The scientists from the Potsdam Institute for Climate Impact Research, the Geological Survey of Denmark and Greenland, Penn State University and other institutions, added that rising temperatures due to climate change is causing a lot of ice cap in Greenland to rapidly melt. This in turn is adding huge volumes of freshwater in North Atlantic. This has slowed down the ocean “engine” that drives the Gulf Stream from the Caribbean towards north-west Europe, bringing heat equivalent to the output of a million power stations.

The scientists believe that these changes could affect climates of regions from places like Britain to New York. It could also affect sea levels around these regions.

The fresh water, which has less density, resists the normal sinking motion at the northern edge of the Gulf Stream and slows it down with a ripple effect across all the globe’s oceans.
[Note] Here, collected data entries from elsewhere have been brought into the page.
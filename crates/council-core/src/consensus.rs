//! Consensus calculation
//!
//! Reduces the per-provider results of one run into a single decision by
//! majority vote over the error-free results.

use chrono::{DateTime, Utc};
use council_llm::{Opinion, ProviderConfig, Signal};
use serde::{Deserialize, Serialize};
use uuid::Uuid;

/// Agreement needed for a reported consensus when none is configured
pub const DEFAULT_THRESHOLD: usize = 4;

/// Classified provider failure
#[derive(Debug, Clone, Copy, PartialEq, Eq, Hash, Serialize, Deserialize)]
#[serde(rename_all = "snake_case")]
pub enum ProviderErrorKind {
    /// No API key configured; the provider was never called
    MissingCredential,
    /// Breaker refused the call
    CircuitOpen,
    /// Call exceeded its deadline
    Timeout,
    /// Transport failure
    NetworkError,
    /// Provider answered with a non-success status
    ApiError,
    /// Answer could not be turned into an opinion
    ParseError,
    /// Provider task panicked
    InternalError,
}

impl ProviderErrorKind {
    /// Short human-readable description, used as the result's reasoning
    #[must_use]
    pub fn description(&self) -> &'static str {
        match self {
            Self::MissingCredential => "missing credential",
            Self::CircuitOpen => "circuit open",
            Self::Timeout => "timeout",
            Self::NetworkError => "network error",
            Self::ApiError => "api error",
            Self::ParseError => "parse error",
            Self::InternalError => "internal error",
        }
    }
}

impl From<&council_llm::Error> for ProviderErrorKind {
    fn from(error: &council_llm::Error) -> Self {
        use council_llm::Error;
        match error {
            Error::Timeout(_) => Self::Timeout,
            Error::Network(_) => Self::NetworkError,
            Error::Api { .. } => Self::ApiError,
            Error::EmptyResponse | Error::Parse(_) => Self::ParseError,
            Error::NotConfigured(_) => Self::MissingCredential,
        }
    }
}

/// Error attached to a failed provider result
#[derive(Debug, Clone, PartialEq, Eq, Serialize, Deserialize)]
pub struct ProviderError {
    /// Failure class
    pub kind: ProviderErrorKind,
    /// Detail, safe to show to clients
    pub message: String,
}

/// One provider's contribution to a run
#[derive(Debug, Clone, PartialEq, Eq, Serialize, Deserialize)]
pub struct ProviderResult {
    /// Provider id
    pub provider_id: String,
    /// Display name
    pub name: String,
    /// Role label
    pub role: String,
    /// Recommended action (HOLD for errors)
    pub signal: Signal,
    /// Confidence in `[0, 100]` (0 for errors)
    pub confidence: u8,
    /// Rationale, or the error description
    pub reasoning: String,
    /// When the result was produced
    pub completed_at: DateTime<Utc>,
    /// Time spent on this provider
    pub latency_ms: u64,
    /// Present when the provider failed
    #[serde(skip_serializing_if = "Option::is_none", default)]
    pub error: Option<ProviderError>,
}

impl ProviderResult {
    /// Result carrying a parsed opinion
    #[must_use]
    pub fn success(
        provider: &ProviderConfig,
        opinion: Opinion,
        completed_at: DateTime<Utc>,
        latency_ms: u64,
    ) -> Self {
        Self {
            provider_id: provider.id.clone(),
            name: provider.name.clone(),
            role: provider.role.clone(),
            signal: opinion.signal,
            confidence: opinion.confidence.min(100),
            reasoning: opinion.reasoning,
            completed_at,
            latency_ms,
            error: None,
        }
    }

    /// Well-formed HOLD/0 result describing a failure
    #[must_use]
    pub fn failure(
        provider: &ProviderConfig,
        kind: ProviderErrorKind,
        message: impl Into<String>,
        completed_at: DateTime<Utc>,
        latency_ms: u64,
    ) -> Self {
        Self {
            provider_id: provider.id.clone(),
            name: provider.name.clone(),
            role: provider.role.clone(),
            signal: Signal::Hold,
            confidence: 0,
            reasoning: kind.description().to_string(),
            completed_at,
            latency_ms,
            error: Some(ProviderError {
                kind,
                message: message.into(),
            }),
        }
    }

    /// Whether this result takes part in the vote
    #[must_use]
    pub fn is_valid(&self) -> bool {
        self.error.is_none()
    }
}

/// Votes per signal over valid results
#[derive(Debug, Clone, Copy, Default, PartialEq, Eq, Serialize, Deserialize)]
pub struct VoteCounts {
    /// BUY votes
    #[serde(rename = "BUY")]
    pub buy: usize,
    /// SELL votes
    #[serde(rename = "SELL")]
    pub sell: usize,
    /// HOLD votes
    #[serde(rename = "HOLD")]
    pub hold: usize,
}

impl VoteCounts {
    /// Votes for one signal
    #[must_use]
    pub fn get(&self, signal: Signal) -> usize {
        match signal {
            Signal::Buy => self.buy,
            Signal::Sell => self.sell,
            Signal::Hold => self.hold,
        }
    }

    fn add(&mut self, signal: Signal) {
        match signal {
            Signal::Buy => self.buy += 1,
            Signal::Sell => self.sell += 1,
            Signal::Hold => self.hold += 1,
        }
    }

    /// Highest tally
    #[must_use]
    pub fn max(&self) -> usize {
        self.buy.max(self.sell).max(self.hold)
    }

    /// Most voted signal, ties resolved BUY over SELL over HOLD
    #[must_use]
    pub fn leader(&self) -> Option<Signal> {
        let max = self.max();
        if max == 0 {
            return None;
        }
        Signal::ALL.into_iter().find(|s| self.get(*s) == max)
    }
}

/// Outcome of one consensus run
#[derive(Debug, Clone, PartialEq, Eq, Serialize, Deserialize)]
pub struct ConsensusResult {
    /// Run id
    pub id: Uuid,
    /// The user query
    pub query: String,
    /// When the run started
    pub started_at: DateTime<Utc>,
    /// When the last provider settled
    pub completed_at: DateTime<Utc>,
    /// Results in arrival order
    pub results: Vec<ProviderResult>,
    /// Reported decision, only when the threshold is met
    pub consensus: Option<Signal>,
    /// Leading signal regardless of threshold
    pub majority: Option<Signal>,
    /// Votes for the leading signal
    pub agreement_count: usize,
    /// All results, errors included
    pub total_responses: usize,
    /// Rounded mean confidence of valid results, 0 when none
    pub confidence_average: u8,
    /// Whether `agreement_count >= threshold`
    pub threshold_met: bool,
    /// Tally over valid results
    pub vote_counts: VoteCounts,
}

/// Reduce a run's results to a consensus.
///
/// Deterministic in everything except the generated run id.
#[must_use]
pub fn compute(
    query: &str,
    started_at: DateTime<Utc>,
    results: Vec<ProviderResult>,
    threshold: usize,
) -> ConsensusResult {
    let mut votes = VoteCounts::default();
    let mut confidence_sum: u64 = 0;
    let mut valid: u64 = 0;

    for result in results.iter().filter(|r| r.is_valid()) {
        votes.add(result.signal);
        confidence_sum += u64::from(result.confidence);
        valid += 1;
    }

    let confidence_average = if valid == 0 {
        0
    } else {
        (confidence_sum as f64 / valid as f64).round() as u8
    };

    let majority = votes.leader();
    let agreement_count = votes.max();
    let threshold_met = agreement_count >= threshold;

    let completed_at = results
        .iter()
        .map(|r| r.completed_at)
        .max()
        .unwrap_or(started_at)
        .max(started_at);

    ConsensusResult {
        id: Uuid::new_v4(),
        query: query.to_string(),
        started_at,
        completed_at,
        total_responses: results.len(),
        results,
        consensus: if threshold_met { majority } else { None },
        majority,
        agreement_count,
        confidence_average,
        threshold_met,
        vote_counts: votes,
    }
}

#[cfg(test)]
mod tests {
    use super::*;
    use council_llm::WireDialect;

    fn provider(id: &str) -> ProviderConfig {
        ProviderConfig::new(id, id.to_uppercase(), WireDialect::OpenAi, "http://x", "m", "K")
            .with_role("Analyst", "Analyzes")
    }

    fn vote(id: &str, signal: Signal, confidence: u8) -> ProviderResult {
        ProviderResult::success(
            &provider(id),
            Opinion {
                signal,
                confidence,
                reasoning: "because".into(),
            },
            Utc::now(),
            120,
        )
    }

    fn failed(id: &str) -> ProviderResult {
        ProviderResult::failure(&provider(id), ProviderErrorKind::Timeout, "timeout after 30000ms", Utc::now(), 30_000)
    }

    #[test]
    fn test_strong_buy_consensus() {
        let results = vec![
            vote("a", Signal::Buy, 80),
            vote("b", Signal::Buy, 70),
            vote("c", Signal::Buy, 90),
            vote("d", Signal::Buy, 60),
            failed("e"),
        ];
        let result = compute("Buy BTC?", Utc::now(), results, DEFAULT_THRESHOLD);

        assert_eq!(result.consensus, Some(Signal::Buy));
        assert_eq!(result.majority, Some(Signal::Buy));
        assert_eq!(result.agreement_count, 4);
        assert_eq!(result.total_responses, 5);
        assert_eq!(result.confidence_average, 75);
        assert!(result.threshold_met);
        assert_eq!(result.vote_counts, VoteCounts { buy: 4, sell: 0, hold: 0 });
    }

    #[test]
    fn test_split_vote_leans_buy_without_consensus() {
        let results = vec![
            vote("a", Signal::Sell, 60),
            vote("b", Signal::Buy, 60),
            vote("c", Signal::Hold, 60),
            vote("d", Signal::Sell, 60),
            vote("e", Signal::Buy, 60),
        ];
        let result = compute("q", Utc::now(), results, DEFAULT_THRESHOLD);

        assert_eq!(result.majority, Some(Signal::Buy));
        assert_eq!(result.agreement_count, 2);
        assert!(!result.threshold_met);
        assert_eq!(result.consensus, None);
    }

    #[test]
    fn test_tie_break_precedence() {
        let sell_hold = compute(
            "q",
            Utc::now(),
            vec![vote("a", Signal::Hold, 50), vote("b", Signal::Sell, 50)],
            4,
        );
        assert_eq!(sell_hold.majority, Some(Signal::Sell));

        let lone_hold = compute("q", Utc::now(), vec![vote("a", Signal::Hold, 50)], 1);
        assert_eq!(lone_hold.majority, Some(Signal::Hold));
        assert_eq!(lone_hold.consensus, Some(Signal::Hold));
    }

    #[test]
    fn test_three_way_tie_leans_buy_without_consensus() {
        let one_each = compute(
            "q",
            Utc::now(),
            vec![
                vote("a", Signal::Hold, 50),
                vote("b", Signal::Sell, 50),
                vote("c", Signal::Buy, 50),
            ],
            4,
        );
        assert_eq!(one_each.majority, Some(Signal::Buy));
        assert_eq!(one_each.agreement_count, 1);
        assert!(!one_each.threshold_met);
        assert_eq!(one_each.consensus, None);

        let two_each = compute(
            "q",
            Utc::now(),
            vec![
                vote("a", Signal::Sell, 60),
                vote("b", Signal::Hold, 60),
                vote("c", Signal::Buy, 60),
                vote("d", Signal::Hold, 60),
                vote("e", Signal::Sell, 60),
                vote("f", Signal::Buy, 60),
            ],
            4,
        );
        assert_eq!(two_each.majority, Some(Signal::Buy));
        assert_eq!(two_each.agreement_count, 2);
        assert_eq!(two_each.vote_counts, VoteCounts { buy: 2, sell: 2, hold: 2 });
        assert_eq!(two_each.consensus, None);
    }

    #[test]
    fn test_sell_hold_tie_beats_fewer_buys() {
        let result = compute(
            "q",
            Utc::now(),
            vec![
                vote("a", Signal::Buy, 90),
                vote("b", Signal::Hold, 40),
                vote("c", Signal::Sell, 40),
                vote("d", Signal::Hold, 40),
                vote("e", Signal::Sell, 40),
            ],
            4,
        );
        assert_eq!(result.majority, Some(Signal::Sell));
        assert_eq!(result.agreement_count, 2);
        assert_eq!(result.consensus, None);

        let lowered = compute(
            "q",
            Utc::now(),
            vec![
                vote("a", Signal::Hold, 40),
                vote("b", Signal::Sell, 40),
                vote("c", Signal::Hold, 40),
                vote("d", Signal::Sell, 40),
                vote("e", Signal::Buy, 90),
            ],
            2,
        );
        assert_eq!(lowered.consensus, Some(Signal::Sell));
    }

    #[test]
    fn test_all_errors() {
        let started = Utc::now();
        let result = compute("q", started, vec![failed("a"), failed("b")], 4);

        assert_eq!(result.majority, None);
        assert_eq!(result.consensus, None);
        assert_eq!(result.agreement_count, 0);
        assert_eq!(result.confidence_average, 0);
        assert_eq!(result.total_responses, 2);
        assert!(!result.threshold_met);
    }

    #[test]
    fn test_empty_results() {
        let started = Utc::now();
        let result = compute("q", started, vec![], 4);
        assert_eq!(result.total_responses, 0);
        assert_eq!(result.completed_at, started);
        assert_eq!(result.majority, None);
    }

    #[test]
    fn test_average_ignores_errors_and_rounds() {
        let results = vec![vote("a", Signal::Buy, 70), vote("b", Signal::Sell, 71), failed("c")];
        let result = compute("q", Utc::now(), results, 4);
        // (70 + 71) / 2 = 70.5 rounds half away from zero
        assert_eq!(result.confidence_average, 71);
    }

    #[test]
    fn test_zero_threshold_met_by_empty_run() {
        let result = compute("q", Utc::now(), vec![], 0);
        assert!(result.threshold_met);
        assert_eq!(result.consensus, None);
    }

    #[test]
    fn test_failure_result_shape() {
        let result = ProviderResult::failure(
            &provider("kimi"),
            ProviderErrorKind::MissingCredential,
            "KIMI_API_KEY is not set",
            Utc::now(),
            0,
        );
        assert_eq!(result.signal, Signal::Hold);
        assert_eq!(result.confidence, 0);
        assert_eq!(result.reasoning, "missing credential");
        assert!(!result.is_valid());

        let json = serde_json::to_value(&result).unwrap();
        assert_eq!(json["error"]["kind"], "missing_credential");
        assert_eq!(json["signal"], "HOLD");
    }

    #[test]
    fn test_error_kind_mapping() {
        assert_eq!(
            ProviderErrorKind::from(&council_llm::Error::Timeout(30_000)),
            ProviderErrorKind::Timeout
        );
        assert_eq!(
            ProviderErrorKind::from(&council_llm::Error::Api {
                status: 429,
                message: "slow down".into()
            }),
            ProviderErrorKind::ApiError
        );
        assert_eq!(
            ProviderErrorKind::from(&council_llm::Error::EmptyResponse),
            ProviderErrorKind::ParseError
        );
    }

    #[test]
    fn test_vote_counts_serialize_uppercase() {
        let json = serde_json::to_value(VoteCounts { buy: 1, sell: 2, hold: 3 }).unwrap();
        assert_eq!(json, serde_json::json!({"BUY": 1, "SELL": 2, "HOLD": 3}));
    }
}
The scientists added that the phenomenon, which is known as ‘overturning circulation’ has slowed down and that will cause major impact on climate as the warm water moving north keeps Europe’s climate warm, while it balances out climate elsewhere by moving cold water back toward the tropics.

From the data that was gathered, the researchers estimated that the current circulation of the Gulf Stream has been reduced by about 15% to 20%, which is more than at any time in the last thousand years.

Jason Box, professor in glaciology at the Geological Survey of Denmark and Greenland, and one of the members of the study, said, “Now freshwater coming off the Greenland ice sheet is likely disturbing the circulation. So the human-caused mass loss of the Greenland ice sheet appears to be slowing down the Atlantic overturning, and this effect might increase if temperatures are allowed to rise further.”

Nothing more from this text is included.